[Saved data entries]
^^^^^^^^^^^^^^^^

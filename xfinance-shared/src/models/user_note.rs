/// Free-text notes, private to their author

use chrono::{DateTime, Utc};
use serde::{Deserialize, Serialize};
use sqlx::PgPool;
use uuid::Uuid;

#[derive(Debug, Clone, Serialize, Deserialize, sqlx::FromRow)]
pub struct UserNote {
    pub id: Uuid,
    pub user_id: Uuid,
    pub content: String,
    pub created_at: DateTime<Utc>,
    pub updated_at: DateTime<Utc>,
}

impl UserNote {
    pub async fn create(pool: &PgPool, user_id: Uuid, content: &str) -> Result<Self, sqlx::Error> {
        sqlx::query_as::<_, UserNote>(
            r#"
            INSERT INTO user_notes (user_id, content)
            VALUES ($1, $2)
            RETURNING id, user_id, content, created_at, updated_at
            "#,
        )
        .bind(user_id)
        .bind(content)
        .fetch_one(pool)
        .await
    }

    /// The user's notes, most recently edited first
    pub async fn list(pool: &PgPool, user_id: Uuid) -> Result<Vec<Self>, sqlx::Error> {
        sqlx::query_as::<_, UserNote>(
            r#"
            SELECT id, user_id, content, created_at, updated_at
            FROM user_notes
            WHERE user_id = $1
            ORDER BY updated_at DESC
            "#,
        )
        .bind(user_id)
        .fetch_all(pool)
        .await
    }

    pub async fn update(pool: &PgPool, user_id: Uuid, id: Uuid, content: &str) -> Result<Option<Self>, sqlx::Error> {
        sqlx::query_as::<_, UserNote>(
            r#"
            UPDATE user_notes
            SET content = $3, updated_at = NOW()
            WHERE id = $1 AND user_id = $2
            RETURNING id, user_id, content, created_at, updated_at
            "#,
        )
        .bind(id)
        .bind(user_id)
        .bind(content)
        .fetch_optional(pool)
        .await
    }

    pub async fn delete(pool: &PgPool, user_id: Uuid, id: Uuid) -> Result<bool, sqlx::Error> {
        let result = sqlx::query("DELETE FROM user_notes WHERE id = $1 AND user_id = $2")
            .bind(id)
            .bind(user_id)
            .execute(pool)
            .await?;

        Ok(result.rows_affected() > 0)
    }
}
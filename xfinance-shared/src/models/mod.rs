/// Database models for xFinance
///
/// Each model exposes its CRUD operations as associated async functions
/// taking a `&PgPool`.
///
/// # Models
///
/// - `user`, `role`, `permission`, `action`: identity and access control
/// - `company`, `account`, `customer`, `cf_item`: per-company bookkeeping data
/// - `setting`, `user_setting`: global and per-user key/value settings
/// - `daily_task`, `user_note`: per-user workspace
/// - `log`: audit log
///
/// # Example
///
/// ```no_run
/// use xfinance_shared::models::company::{Company, CreateCompany};
/// use xfinance_shared::db::pool::{create_pool, DatabaseConfig};
///
/// # async fn example() -> Result<(), Box<dyn std::error::Error>> {
/// let pool = create_pool(DatabaseConfig {
///     url: std::env::var("DATABASE_URL")?,
///     ..Default::default()
/// }).await?;
///
/// let company = Company::create(&pool, CreateCompany {
///     name: "Tsetsen Trade LLC".to_string(),
///     register_number: Some("5123456".to_string()),
/// }).await?;
/// # Ok(())
/// # }
/// ```

pub mod account;
pub mod action;
pub mod cf_item;
pub mod company;
pub mod customer;
pub mod daily_task;
pub mod log;
pub mod permission;
pub mod role;
pub mod setting;
pub mod user;
pub mod user_note;
pub mod user_setting;
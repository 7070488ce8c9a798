/// Audit log viewer
///
/// ```text
/// GET /api/logs?level=warn&action=auth.login_failed&since=2024-03-01T00:00:00Z&limit=200
/// ```
///
/// Needs the `logs:read` permission. Newest events come first.

use crate::{app::AppState, error::ApiResult};
use axum::{
    extract::{Query, State},
    Extension, Json,
};
use xfinance_shared::{
    auth::{
        authorization::{permissions, require_permission},
        middleware::AuthContext,
    },
    models::log::{AuditLog, LogFilter},
};

pub async fn list(
    State(state): State<AppState>,
    Extension(auth): Extension<AuthContext>,
    Query(filter): Query<LogFilter>,
) -> ApiResult<Json<Vec<AuditLog>>> {
    require_permission(&state.db, &auth, permissions::LOGS_READ).await?;

    Ok(Json(AuditLog::list(&state.db, &filter).await?))
}
/// First-run admin account
///
/// A fresh database has roles and actions from the seed migration but no
/// users. When `ADMIN_USERNAME` and `ADMIN_PASSWORD` are set and the users
/// table is empty, startup creates that user with the `admin` role.

use anyhow::Context;
use serde_json::json;
use sqlx::PgPool;
use xfinance_shared::{
    auth::{authorization::ADMIN_ROLE, password},
    models::{
        log::{AuditLog, NewLog},
        role::Role,
        user::{CreateUser, User},
    },
};

use crate::config::AdminConfig;

/// What `ensure_admin` did
#[derive(Debug, Clone, PartialEq, Eq)]
pub enum BootstrapOutcome {
    /// No admin configured
    NotConfigured,

    /// Users already exist
    Skipped,

    Created { username: String },
}

/// Creates the configured admin if there are no users yet
pub async fn ensure_admin(pool: &PgPool, admin: Option<&AdminConfig>) -> anyhow::Result<BootstrapOutcome> {
    let Some(admin) = admin else {
        return Ok(BootstrapOutcome::NotConfigured);
    };

    if User::count(pool).await? > 0 {
        return Ok(BootstrapOutcome::Skipped);
    }

    password::validate_password_strength(&admin.password).context("ADMIN_PASSWORD is too weak")?;
    let password_hash = password::hash_password(&admin.password)?;

    let user = User::create(
        pool,
        CreateUser {
            username: admin.username.clone(),
            email: admin.email.clone(),
            password_hash,
            full_name: Some("Administrator".to_string()),
        },
    )
    .await
    .context("Failed to create admin user")?;

    let role = Role::find_by_name(pool, ADMIN_ROLE)
        .await?
        .context("Admin role is missing; were the migrations run?")?;
    User::set_roles(pool, user.id, &[role.id]).await?;

    AuditLog::record_quietly(
        pool,
        NewLog::info("system.bootstrap_admin", format!("Created admin user {}", user.username))
            .with_metadata(json!({ "user_id": user.id })),
    )
    .await;

    Ok(BootstrapOutcome::Created {
        username: user.username,
    })
}
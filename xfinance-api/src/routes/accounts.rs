/// Chart of accounts endpoints
///
/// Reads are open to any signed-in user. Writes need the
/// `ACCOUNTS_EDIT` action.
///
/// # Endpoints
///
/// - `GET /api/companies/:company_id/accounts?include_inactive=true`
/// - `POST /api/companies/:company_id/accounts` - 409 on a duplicate number
/// - `PUT /api/companies/:company_id/accounts/import` - bulk upsert
/// - `GET/PUT/DELETE /api/accounts/:id`

use crate::{
    app::AppState,
    error::{ApiError, ApiResult, ValidationErrorDetail},
    routes::{ensure_company, not_blank, Deleted},
};
use axum::{
    extract::{Path, Query, State},
    http::StatusCode,
    Extension, Json,
};
use serde::{Deserialize, Serialize};
use serde_json::json;
use uuid::Uuid;
use validator::Validate;
use xfinance_shared::{
    auth::{
        authorization::{actions, require_action},
        middleware::AuthContext,
    },
    models::{
        account::{Account, AccountType, CreateAccount, UpdateAccount},
        log::{AuditLog, NewLog},
    },
};

#[derive(Debug, Default, Deserialize)]
pub struct ListAccountsQuery {
    #[serde(default)]
    pub include_inactive: bool,
}

#[derive(Debug, Clone, Deserialize, Validate)]
pub struct AccountRequest {
    #[validate(
        length(min = 1, max = 20, message = "Account number must be 1-20 characters"),
        custom(function = "not_blank")
    )]
    pub account_number: String,

    #[validate(
        length(min = 1, max = 200, message = "Name must be 1-200 characters"),
        custom(function = "not_blank")
    )]
    pub name: String,

    pub account_type: AccountType,

    #[validate(length(equal = 3, message = "Currency must be a 3-letter code"))]
    pub currency: Option<String>,
}

impl AccountRequest {
    fn into_create(self, company_id: Uuid) -> CreateAccount {
        CreateAccount {
            company_id,
            account_number: self.account_number.trim().to_string(),
            name: self.name.trim().to_string(),
            account_type: self.account_type,
            currency: self.currency,
        }
    }
}

#[derive(Debug, Deserialize, Validate)]
pub struct UpdateAccountRequest {
    #[validate(
        length(min = 1, max = 20, message = "Account number must be 1-20 characters"),
        custom(function = "not_blank")
    )]
    pub account_number: Option<String>,

    #[validate(
        length(min = 1, max = 200, message = "Name must be 1-200 characters"),
        custom(function = "not_blank")
    )]
    pub name: Option<String>,

    pub account_type: Option<AccountType>,

    #[validate(length(equal = 3, message = "Currency must be a 3-letter code"))]
    pub currency: Option<String>,

    pub is_active: Option<bool>,
}

#[derive(Debug, Deserialize)]
pub struct ImportAccountsRequest {
    pub accounts: Vec<AccountRequest>,
}

#[derive(Debug, Serialize)]
pub struct ImportAccountsResponse {
    pub imported: usize,
    pub accounts: Vec<Account>,
}

pub async fn list(
    State(state): State<AppState>,
    Path(company_id): Path<Uuid>,
    Query(query): Query<ListAccountsQuery>,
) -> ApiResult<Json<Vec<Account>>> {
    ensure_company(&state, company_id).await?;

    let accounts = Account::list_by_company(&state.db, company_id, query.include_inactive).await?;
    Ok(Json(accounts))
}

pub async fn get(State(state): State<AppState>, Path(id): Path<Uuid>) -> ApiResult<Json<Account>> {
    let account = Account::find_by_id(&state.db, id)
        .await?
        .ok_or_else(|| ApiError::not_found("Account"))?;

    Ok(Json(account))
}

/// Creates an account
///
/// # Errors
///
/// - `404 Not Found`: Company does not exist
/// - `409 Conflict`: Account number already exists for this company
pub async fn create(
    State(state): State<AppState>,
    Extension(auth): Extension<AuthContext>,
    Path(company_id): Path<Uuid>,
    Json(req): Json<AccountRequest>,
) -> ApiResult<(StatusCode, Json<Account>)> {
    require_action(&state.db, &auth, actions::ACCOUNTS_EDIT).await?;
    req.validate()?;
    ensure_company(&state, company_id).await?;

    let account = Account::create(&state.db, req.into_create(company_id)).await?;

    AuditLog::record_quietly(
        &state.db,
        NewLog::info(
            "accounts.create",
            format!("Created account {} {}", account.account_number, account.name),
        )
        .by(auth.user_id)
        .with_metadata(json!({ "company_id": company_id, "account_id": account.id })),
    )
    .await;

    Ok((StatusCode::CREATED, Json(account)))
}

/// Upserts a whole chart of accounts
///
/// Existing numbers are overwritten and reactivated. Either every row is
/// stored or none is.
pub async fn import(
    State(state): State<AppState>,
    Extension(auth): Extension<AuthContext>,
    Path(company_id): Path<Uuid>,
    Json(req): Json<ImportAccountsRequest>,
) -> ApiResult<Json<ImportAccountsResponse>> {
    require_action(&state.db, &auth, actions::ACCOUNTS_EDIT).await?;
    validate_rows(&req.accounts)?;
    ensure_company(&state, company_id).await?;

    let rows = req
        .accounts
        .into_iter()
        .map(|row| row.into_create(company_id))
        .collect();

    let accounts = Account::import(&state.db, rows).await?;

    tracing::info!(%company_id, count = accounts.len(), "Imported chart of accounts");
    AuditLog::record_quietly(
        &state.db,
        NewLog::info("accounts.import", format!("Imported {} accounts", accounts.len()))
            .by(auth.user_id)
            .with_metadata(json!({ "company_id": company_id, "count": accounts.len() })),
    )
    .await;

    Ok(Json(ImportAccountsResponse {
        imported: accounts.len(),
        accounts,
    }))
}

/// Validates every row, reporting fields as `accounts[i].field`
fn validate_rows(rows: &[AccountRequest]) -> ApiResult<()> {
    if rows.is_empty() {
        return Err(ApiError::BadRequest("No accounts to import".to_string()));
    }

    let mut details = Vec::new();
    for (i, row) in rows.iter().enumerate() {
        if let Err(errors) = row.validate() {
            if let ApiError::ValidationError(row_details) = ApiError::from(errors) {
                details.extend(row_details.into_iter().map(|d| {
                    ValidationErrorDetail::new(format!("accounts[{}].{}", i, d.field), d.message)
                }));
            }
        }
    }

    if details.is_empty() {
        Ok(())
    } else {
        Err(ApiError::ValidationError(details))
    }
}

pub async fn update(
    State(state): State<AppState>,
    Extension(auth): Extension<AuthContext>,
    Path(id): Path<Uuid>,
    Json(req): Json<UpdateAccountRequest>,
) -> ApiResult<Json<Account>> {
    require_action(&state.db, &auth, actions::ACCOUNTS_EDIT).await?;
    req.validate()?;

    let data = UpdateAccount {
        account_number: req.account_number.map(|n| n.trim().to_string()),
        name: req.name.map(|n| n.trim().to_string()),
        account_type: req.account_type,
        currency: req.currency,
        is_active: req.is_active,
    };

    let account = Account::update(&state.db, id, data)
        .await?
        .ok_or_else(|| ApiError::not_found("Account"))?;

    Ok(Json(account))
}

pub async fn delete(
    State(state): State<AppState>,
    Extension(auth): Extension<AuthContext>,
    Path(id): Path<Uuid>,
) -> ApiResult<Json<Deleted>> {
    require_action(&state.db, &auth, actions::ACCOUNTS_EDIT).await?;

    if !Account::delete(&state.db, id).await? {
        return Err(ApiError::not_found("Account"));
    }

    AuditLog::record_quietly(
        &state.db,
        NewLog::warn("accounts.delete", "Deleted account")
            .by(auth.user_id)
            .with_metadata(json!({ "account_id": id })),
    )
    .await;

    Ok(Json(Deleted::yes()))
}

^^^^^^^^^^^^^^^^

**Work to be completed**
In the entries, find every line holding "DateTime" and copy it.

**Solution for this exercise**
use chrono::{DateTime, Utc};
    pub created_at: DateTime<Utc>,
    pub updated_at: DateTime<Utc>,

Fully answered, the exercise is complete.